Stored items

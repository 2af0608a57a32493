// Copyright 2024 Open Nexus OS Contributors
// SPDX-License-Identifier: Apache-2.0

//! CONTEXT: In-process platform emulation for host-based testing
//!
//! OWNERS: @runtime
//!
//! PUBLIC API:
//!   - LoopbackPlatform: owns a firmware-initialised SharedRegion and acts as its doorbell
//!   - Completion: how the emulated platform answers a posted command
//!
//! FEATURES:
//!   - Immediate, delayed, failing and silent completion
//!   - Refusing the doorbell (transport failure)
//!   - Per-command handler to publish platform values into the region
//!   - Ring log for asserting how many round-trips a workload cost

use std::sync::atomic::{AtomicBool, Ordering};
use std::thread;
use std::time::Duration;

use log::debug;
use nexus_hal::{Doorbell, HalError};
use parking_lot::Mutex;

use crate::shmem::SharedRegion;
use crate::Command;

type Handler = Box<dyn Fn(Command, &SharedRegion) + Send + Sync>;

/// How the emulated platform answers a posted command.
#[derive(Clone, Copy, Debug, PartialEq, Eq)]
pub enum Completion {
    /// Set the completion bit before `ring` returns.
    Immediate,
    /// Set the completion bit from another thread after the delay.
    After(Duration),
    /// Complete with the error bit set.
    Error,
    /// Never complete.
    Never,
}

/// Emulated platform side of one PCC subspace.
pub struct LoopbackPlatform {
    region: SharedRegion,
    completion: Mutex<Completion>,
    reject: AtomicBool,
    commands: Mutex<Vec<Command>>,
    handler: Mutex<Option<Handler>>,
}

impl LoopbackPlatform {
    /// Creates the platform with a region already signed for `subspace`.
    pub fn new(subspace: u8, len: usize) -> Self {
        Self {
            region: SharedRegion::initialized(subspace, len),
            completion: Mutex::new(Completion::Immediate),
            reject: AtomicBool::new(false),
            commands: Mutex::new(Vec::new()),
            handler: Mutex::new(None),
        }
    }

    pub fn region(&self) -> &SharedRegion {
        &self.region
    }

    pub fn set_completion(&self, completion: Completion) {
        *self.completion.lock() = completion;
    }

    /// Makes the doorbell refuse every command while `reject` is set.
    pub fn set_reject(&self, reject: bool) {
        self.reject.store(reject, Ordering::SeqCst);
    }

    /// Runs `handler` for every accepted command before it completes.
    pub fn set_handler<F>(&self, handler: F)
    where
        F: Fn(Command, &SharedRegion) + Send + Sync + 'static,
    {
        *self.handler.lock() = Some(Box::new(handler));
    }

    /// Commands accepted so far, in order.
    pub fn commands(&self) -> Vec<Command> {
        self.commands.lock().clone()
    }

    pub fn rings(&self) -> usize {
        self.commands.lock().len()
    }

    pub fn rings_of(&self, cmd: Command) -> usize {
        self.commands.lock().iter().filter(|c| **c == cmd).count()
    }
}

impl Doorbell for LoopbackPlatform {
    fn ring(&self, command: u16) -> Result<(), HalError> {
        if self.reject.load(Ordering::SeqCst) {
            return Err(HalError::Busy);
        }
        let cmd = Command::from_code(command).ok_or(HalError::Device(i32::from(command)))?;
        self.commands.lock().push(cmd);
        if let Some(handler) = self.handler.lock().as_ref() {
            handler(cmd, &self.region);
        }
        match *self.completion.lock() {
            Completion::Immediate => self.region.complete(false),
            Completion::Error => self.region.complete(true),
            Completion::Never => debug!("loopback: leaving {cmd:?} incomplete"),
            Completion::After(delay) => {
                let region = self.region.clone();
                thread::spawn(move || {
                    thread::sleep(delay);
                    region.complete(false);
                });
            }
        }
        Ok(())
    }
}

*Task instructions*
Exactly how many lines of the data include the word "SharedRegion"? Reply with that number only.

*Exercise solution*
7